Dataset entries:
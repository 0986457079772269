//! Display-name rendering for counter channels.

/// Substitution token replaced with the live count in name templates.
pub const COUNT_TOKEN: &str = "{count}";

/// Formats a count with the digit grouping customary for `locale`.
///
/// The locale tag is the two-letter language code kept on the record. Only
/// grouping is handled here; unknown locales group with a comma.
#[must_use]
pub fn format_count(count: u64, locale: &str) -> String {
    let separator = match locale {
        "de" | "it" | "es" | "pt" | "nl" | "tr" | "id" | "da" => '.',
        // Narrow no-break space, as used by French and most Slavic and
        // Nordic locales.
        "fr" | "ru" | "uk" | "cs" | "pl" | "sv" | "fi" | "nb" => '\u{202f}',
        _ => ',',
    };

    let digits = count.to_string();
    let mut grouped = String::with_capacity(digits.len() + digits.len() / 3);
    for (i, digit) in digits.chars().enumerate() {
        if i > 0 && (digits.len() - i) % 3 == 0 {
            grouped.push(separator);
        }
        grouped.push(digit);
    }
    grouped
}

/// Renders a channel name template, substituting the live count.
#[must_use]
pub fn render_name(template: &str, count: u64, locale: &str) -> String {
    template.replace(COUNT_TOKEN, &format_count(count, locale))
}

#[cfg(test)]
mod tests {
    use super::*;

    #[test]
    fn test_format_count_grouping() {
        assert_eq!(format_count(0, "en"), "0");
        assert_eq!(format_count(999, "en"), "999");
        assert_eq!(format_count(1000, "en"), "1,000");
        assert_eq!(format_count(1234567, "en"), "1,234,567");
    }

    #[test]
    fn test_format_count_locales() {
        assert_eq!(format_count(1234567, "de"), "1.234.567");
        assert_eq!(format_count(1234567, "fr"), "1\u{202f}234\u{202f}567");
        // Unknown locales fall back to comma grouping.
        assert_eq!(format_count(1000, "zz"), "1,000");
    }

    #[test]
    fn test_render_name() {
        assert_eq!(render_name("All: {count}", 42, "en"), "All: 42");
        assert_eq!(render_name("Members {count}!", 1500, "de"), "Members 1.500!");
        // Templates without the token are left untouched.
        assert_eq!(render_name("Lobby", 3, "en"), "Lobby");
    }
}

Work task:
Would you set down all the lines above, exactly and in full?

The completed task:
repository 0986457079772269
//! Display-name rendering for counter channels.

/// Substitution token replaced with the live count in name templates.
pub const COUNT_TOKEN: &str = "{count}";

/// Formats a count with the digit grouping customary for `locale`.
///
/// The locale tag is the two-letter language code kept on the record. Only
/// grouping is handled here; unknown locales group with a comma.
#[must_use]
pub fn format_count(count: u64, locale: &str) -> String {
    let separator = match locale {
        "de" | "it" | "es" | "pt" | "nl" | "tr" | "id" | "da" => '.',
        // Narrow no-break space, as used by French and most Slavic and
        // Nordic locales.
        "fr" | "ru" | "uk" | "cs" | "pl" | "sv" | "fi" | "nb" => '\u{202f}',
        _ => ',',
    };

    let digits = count.to_string();
    let mut grouped = String::with_capacity(digits.len() + digits.len() / 3);
    for (i, digit) in digits.chars().enumerate() {
        if i > 0 && (digits.len() - i) % 3 == 0 {
            grouped.push(separator);
        }
        grouped.push(digit);
    }
    grouped
}

/// Renders a channel name template, substituting the live count.
#[must_use]
pub fn render_name(template: &str, count: u64, locale: &str) -> String {
    template.replace(COUNT_TOKEN, &format_count(count, locale))
}

#[cfg(test)]
mod tests {
    use super::*;

    #[test]
    fn test_format_count_grouping() {
        assert_eq!(format_count(0, "en"), "0");
        assert_eq!(format_count(999, "en"), "999");
        assert_eq!(format_count(1000, "en"), "1,000");
        assert_eq!(format_count(1234567, "en"), "1,234,567");
    }

    #[test]
    fn test_format_count_locales() {
        assert_eq!(format_count(1234567, "de"), "1.234.567");
        assert_eq!(format_count(1234567, "fr"), "1\u{202f}234\u{202f}567");
        // Unknown locales fall back to comma grouping.
        assert_eq!(format_count(1000, "zz"), "1,000");
    }

    #[test]
    fn test_render_name() {
        assert_eq!(render_name("All: {count}", 42, "en"), "All: 42");
        assert_eq!(render_name("Members {count}!", 1500, "de"), "Members 1.500!");
        // Templates without the token are left untouched.
        assert_eq!(render_name("Lobby", 3, "en"), "Lobby");
    }
}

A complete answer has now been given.